Доктор Ковальчик качает круглой головой.

— Это не Гданьск.

Жидкий янтарь начинает загустевать. Идти становится все тяжелее.

Это — не Гданьск. Поднимаю голову и упираюсь взглядом в Бегемота. И это — не Гданьск. И почти неподвижная Мотлава. И стройный ряд фонарей.
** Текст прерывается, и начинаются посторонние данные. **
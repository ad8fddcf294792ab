use approx::assert_relative_eq;
use nalgebra::Point3;
use nurbs_fit::prelude::*;

fn track() -> Vec<Point3<f64>> {
    vec![
        Point3::new(11.6596806049334, 48.0291903018899, 0.),
        Point3::new(11.6590315103518, 48.0293619632669, 0.),
        Point3::new(11.6586077213275, 48.0295014381356, 0.),
        Point3::new(11.6582697629916, 48.0296194553323, 0.),
        Point3::new(11.657797694205, 48.0298393964715, 0.),
        Point3::new(11.6574704647051, 48.0300110578485, 0.),
        Point3::new(11.6571325063693, 48.0301988124795, 0.),
        Point3::new(11.6566926240908, 48.0305421352334, 0.),
        Point3::new(11.6563224792468, 48.0308800935693, 0.),
        Point3::new(11.6559898853289, 48.0312180519052, 0.),
        Point3::new(11.6555285453784, 48.0320227146096, 0.),
    ]
}

#[test]
fn track_samples_are_finite() {
    let curve = NurbsCurve::try_interpolate(&track(), 3).unwrap();
    assert_eq!(curve.control_points().len(), 11);
    assert_eq!(curve.knots().len(), 15);

    for count in [5, 11, 10, 30, 300] {
        let samples = curve.try_sample(count).unwrap();
        assert_eq!(samples.len(), count);
        assert!(samples
            .iter()
            .all(|p| p.iter().all(|c| c.is_finite())));
        assert!(samples.iter().all(|p| p.z == 0.));
    }
}

#[test]
fn track_is_interpolated() {
    let points = track();
    let (curve, params) = CurveBuilder::new(3)
        .build_with_parameters(&points)
        .unwrap();
    assert_eq!(params.len(), points.len());
    for (point, u) in points.iter().zip(params.iter()) {
        assert!((curve.point_at(*u) - point).norm() < 1e-6);
    }

    let samples = curve.try_sample(300).unwrap();
    assert_relative_eq!(samples[0], points[0], epsilon = 1e-9);
    assert_relative_eq!(samples[299], points[10], epsilon = 1e-9);
}

#[test]
fn parameters_match_the_builder() {
    let points = track();
    let builder = CurveBuilder::new(3);
    let params = builder.parameterize(&points).unwrap();
    let (_, built) = builder.build_with_parameters(&points).unwrap();
    assert_eq!(params, built);
    assert_eq!(params[0], 0.);
    assert_eq!(params[10], 1.);
    assert!(params.windows(2).all(|w| w[0] < w[1]));
}

#[test]
fn knots_are_averaged_parameters() {
    let points = track();
    let (curve, params) = CurveBuilder::new(3)
        .build_with_parameters(&points)
        .unwrap();
    let knots = curve.knots();
    assert!(knots.is_clamped());
    assert_eq!(knots.degree(), 3);
    for j in 1..=(points.len() - 3 - 1) {
        let mean = (params[j] + params[j + 1] + params[j + 2]) / 3.;
        assert_relative_eq!(knots[j + 3], mean, epsilon = 1e-12);
    }
}

#[test]
fn line_string_input() {
    let line = geo::LineString::from(vec![(30., 10.), (10., 30.), (40., 40.), (50., 55.), (20., 60.)]);
    let points = points_from_line_string(&line);
    let curve = NurbsCurve::try_interpolate(&points, 2).unwrap();
    let sampled = curve.try_sample_line_string(50).unwrap();
    assert_eq!(sampled.0.len(), 50);
    assert_relative_eq!(sampled.0[0].x, 30., epsilon = 1e-9);
    assert_relative_eq!(sampled.0[49].y, 60., epsilon = 1e-9);
}

#[test]
fn single_precision_interpolation() {
    let points: Vec<Point3<f32>> = vec![
        Point3::new(0., 0., 0.),
        Point3::new(1., 2., 0.),
        Point3::new(3., 3., 1.),
        Point3::new(5., 1., 1.),
        Point3::new(6., 4., 0.),
    ];
    let (curve, params) = CurveBuilder::new(3)
        .build_with_parameters(&points)
        .unwrap();
    for (point, u) in points.iter().zip(params) {
        assert!((curve.point_at(u) - point).norm() < 1e-4);
    }
}

#[test]
fn errors_surface_to_anyhow() -> anyhow::Result<()> {
    let curve = NurbsCurve::try_interpolate(&track(), 3)?;
    assert_eq!(curve.try_sample(5)?.len(), 5);

    let err: anyhow::Error = NurbsCurve::try_interpolate(&track()[..3], 3)
        .unwrap_err()
        .into();
    assert!(err.to_string().starts_with("Singular interpolation system"));
    Ok(())
}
— Как? — каркаю я по-вороньи.

И чайка, сидящая на перилах набережной, смотрит на меня настороженно и враждебно.

***

Я бреду по Королевскому Тракту и вглядываюсь в слепые окна домов. Монета упала решкой, и правильно сформулированный вопрос получил ответ.

Почему вы не появились раньше, доктор Ковальчик? Я и так промешкала слишком долго.

Гданьск.

Не-Гданьск.

Каким бы ни было твое имя, мне неуютно в тебе, мой призрачный город.

Перестанем удерживать друг друга. В той аварии нет виноватых, а в том мире нет смерти.

Младшая ждет меня по ту сторону стекла, нетерпеливо сверкая круглым глазом.

Она выглядит сердитой — но сердится она не потому, что за рулем «фордика» была тогда я, а потому, что я никак не могу осознать, до чего это неважно, и наконец-то открыть безнадежно заклинившее окно.